Exclusive tour of San Onofre Nucelar Power Plant
SAN DIEGO (KUSI) – It hasn’t produced electricity since it was shut down in 2012, after a Mitsubishi Steam generator malfunctioned, sending radiation into the environment. It hasn’t ‘buried’ any nuclear waste since August, when one of the canisters malfunctioned and the operation was shut down again. But now there’s hope. Later this month, San Onofre Nuclear Power Plant could get the green light to begin ‘temporary storage’ until they can find a ‘permanent home”.
“It’s to our benefit to get this out of here, there is no benefit to us and I mean sooner rather than later. There is no benefit whatsoever”, says Ron Pontes, Decommissioning manager at San Onofre Nuclear Plant.
Now that mistakes have been corrected and safety procedures have tightened up, San Onofre is waiting for the N.R.C. to give the go ahead. That could happen after a *Webinar* later this month.
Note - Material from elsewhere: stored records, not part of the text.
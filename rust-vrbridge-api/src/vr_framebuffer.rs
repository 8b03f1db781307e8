use crate::EyeDescriptor;

// Render target layout negotiated by DriverSession::configure.
// Both eyes are rendered side by side into a single width x height target.
#[derive(Debug, Clone, Copy, PartialEq)]
#[cfg_attr(feature = "serde-serialization", derive(Deserialize, Serialize))]
pub struct FrameBufferDescriptor {
    pub width: u32,
    pub height: u32,
    // Eye poses relative to the head.
    pub eyes: [EyeDescriptor; 2],
}
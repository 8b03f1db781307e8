// Non-fatal housekeeping events reported by a driver session while polling.
// Fatal conditions (display lost, quit requests) are reported as SessionError instead.
#[derive(Debug, Clone, Copy, PartialEq, Eq)]
#[cfg_attr(feature = "serde-serialization", derive(Deserialize, Serialize))]
pub enum VRSessionEvent {
    // The runtime asked the application to recenter; the seated origin was reset.
    Recentered,

    // The user has put the HMD on.
    Mounted,

    // The user has taken the HMD off.
    Unmounted,

    // Presentation is paused by the runtime (dashboard, another application in focus).
    Blur,

    // Presentation has resumed after a Blur.
    Focus,

    // Eye offsets, projections or play area changed (e.g. IPD adjustment).
    ConfigurationChanged,
}
//! The slice of the LibOVR (PC SDK) API the session uses.

use crate::{TextureId, TrackedDevicePose, VREye, VRPose};
use std::time::Duration;
use thiserror::Error;

/// `ovrSession`
pub type OvrSession = u64;
/// `ovrTextureSwapChain`
pub type OvrSwapChain = u64;

/// Failure `ovrResult`s the session distinguishes.
#[derive(Debug, Clone, PartialEq, Error)]
pub enum OvrError {
    #[error("ovrError_DisplayLost")]
    DisplayLost,
    #[error("ovrError_ServiceConnection")]
    ServiceConnection,
    #[error("ovrError_NoHmd")]
    NoHmd,
    #[error("{0}")]
    Failure(String),
}

/// `ovrFovPort`: positive tangents of the four half-angles.
#[derive(Debug, Clone, Copy, PartialEq)]
pub struct FovPort {
    pub up_tan: f32,
    pub down_tan: f32,
    pub left_tan: f32,
    pub right_tan: f32,
}

#[derive(Debug, Clone, PartialEq)]
pub struct OvrHmdDesc {
    pub product_name: String,
    pub manufacturer: String,
    pub serial_number: String,
    pub firmware_major: i16,
    pub firmware_minor: i16,
    pub resolution: (u32, u32),
    pub display_refresh_rate: f32,
    pub default_eye_fov: [FovPort; 2],
}

/// `ovrEyeRenderDesc`
#[derive(Debug, Clone, Copy, PartialEq)]
pub struct OvrEyeRenderDesc {
    pub fov: FovPort,
    pub hmd_to_eye_pose: VRPose,
}

/// `ovrSessionStatus`
#[derive(Debug, Clone, Copy, PartialEq, Default)]
pub struct OvrSessionStatus {
    pub is_visible: bool,
    pub hmd_present: bool,
    pub hmd_mounted: bool,
    pub display_lost: bool,
    pub should_quit: bool,
    pub should_recenter: bool,
    pub has_input_focus: bool,
}

/// `ovrTrackingState` at the requested absolute time.
#[derive(Debug, Clone, PartialEq, Default)]
pub struct OvrTrackingState {
    // None until the sensors report orientation tracking.
    pub head: Option<TrackedDevicePose>,
    // Indexed by ovrHand_Left / ovrHand_Right. None when not tracked.
    pub hands: [Option<TrackedDevicePose>; 2],
}

/// `ovrInputState` for the Touch controllers.
#[derive(Debug, Clone, Copy, PartialEq, Default)]
pub struct OvrInputState {
    pub buttons: u32,
    pub touches: u32,
    pub index_trigger: [f32; 2],
    pub hand_trigger: [f32; 2],
    pub thumbstick: [[f32; 2]; 2],
}

// ovrButton_* / ovrTouch_* masks
pub const BUTTON_A: u32 = 0x0000_0001;
pub const BUTTON_B: u32 = 0x0000_0002;
pub const BUTTON_RTHUMB: u32 = 0x0000_0004;
pub const BUTTON_X: u32 = 0x0000_0100;
pub const BUTTON_Y: u32 = 0x0000_0200;
pub const BUTTON_LTHUMB: u32 = 0x0000_0400;
pub const BUTTON_ENTER: u32 = 0x0010_0000;
pub const TOUCH_RINDEX_TRIGGER: u32 = 0x0000_0010;
pub const TOUCH_LINDEX_TRIGGER: u32 = 0x0000_1000;

/// Viewport of one eye inside the submitted swap chain texture.
#[derive(Debug, Clone, Copy, PartialEq, Eq)]
pub struct OvrRecti {
    pub x: i32,
    pub y: i32,
    pub width: i32,
    pub height: i32,
}

/// `ovrLayerEyeFov`
#[derive(Debug, Clone, Copy, PartialEq)]
pub struct OvrLayerEyeFov {
    pub color_texture: OvrSwapChain,
    pub viewports: [OvrRecti; 2],
    pub fov: [FovPort; 2],
    // Eye poses the frame was rendered with, in tracking space.
    pub render_poses: [VRPose; 2],
    pub sensor_sample_time: f64,
}

pub trait OculusRuntime {
    /// `ovr_Detect`: service running and HMD connected, waiting at most `timeout`.
    fn detect(&self, timeout: Duration) -> bool;

    fn initialize(&self) -> Result<(), OvrError>;

    fn shutdown(&self);

    fn create_session(&self) -> Result<OvrSession, OvrError>;

    fn destroy_session(&self, session: OvrSession);

    fn hmd_desc(&self, session: OvrSession) -> OvrHmdDesc;

    fn fov_texture_size(&self, session: OvrSession, eye: VREye, fov: FovPort) -> (u32, u32);

    fn eye_render_desc(&self, session: OvrSession, eye: VREye, fov: FovPort) -> OvrEyeRenderDesc;

    fn session_status(&self, session: OvrSession) -> Result<OvrSessionStatus, OvrError>;

    fn recenter_tracking_origin(&self, session: OvrSession);

    /// Seconds, runtime clock.
    fn predicted_display_time(&self, session: OvrSession, frame_index: u64) -> f64;

    fn tracking_state(&self, session: OvrSession, abs_time: f64) -> OvrTrackingState;

    /// None when no Touch controllers are connected.
    fn input_state(&self, session: OvrSession) -> Option<OvrInputState>;

    fn create_swap_chain(&self, session: OvrSession, width: u32, height: u32) -> Result<OvrSwapChain, OvrError>;

    fn destroy_swap_chain(&self, session: OvrSession, chain: OvrSwapChain);

    /// GL name of the swap chain texture at the current index.
    fn swap_chain_texture(&self, session: OvrSession, chain: OvrSwapChain) -> Result<TextureId, OvrError>;

    fn commit_swap_chain(&self, session: OvrSession, chain: OvrSwapChain) -> Result<(), OvrError>;

    fn submit_frame(&self, session: OvrSession, frame_index: u64, layer: &OvrLayerEyeFov) -> Result<(), OvrError>;
}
“We feel like we’re ready, we’re ready to move fuel again now that all of these actions have been taken”, says Pontes.
Right now, tons of nuclear waste is either stored or waiting to be stored, inside steel canisters and buried in the ground about 300-feet from the Pacific Ocean. The canisters sit about five feet above the water table and they are welded shut. They are also surrounded by five feet of seamless concrete. “It’s virtually impossible for water to get in there to begin with”, says Pontes. He says this knowing that the area is surrounded by earthquake faults and a rising sea level. “Even if a Tsunami hit here, it would not get into the nuclear storage containers”.
But this is a ‘short term’ solution to a long term problem. Eventually, this stuff will be taken off the coast and stored elsewhere. “Yucca Mountain” in Nevada was the intended resting place. “But President Obama shut it down”. This, after taxpayers spent 15-billion dollars building it.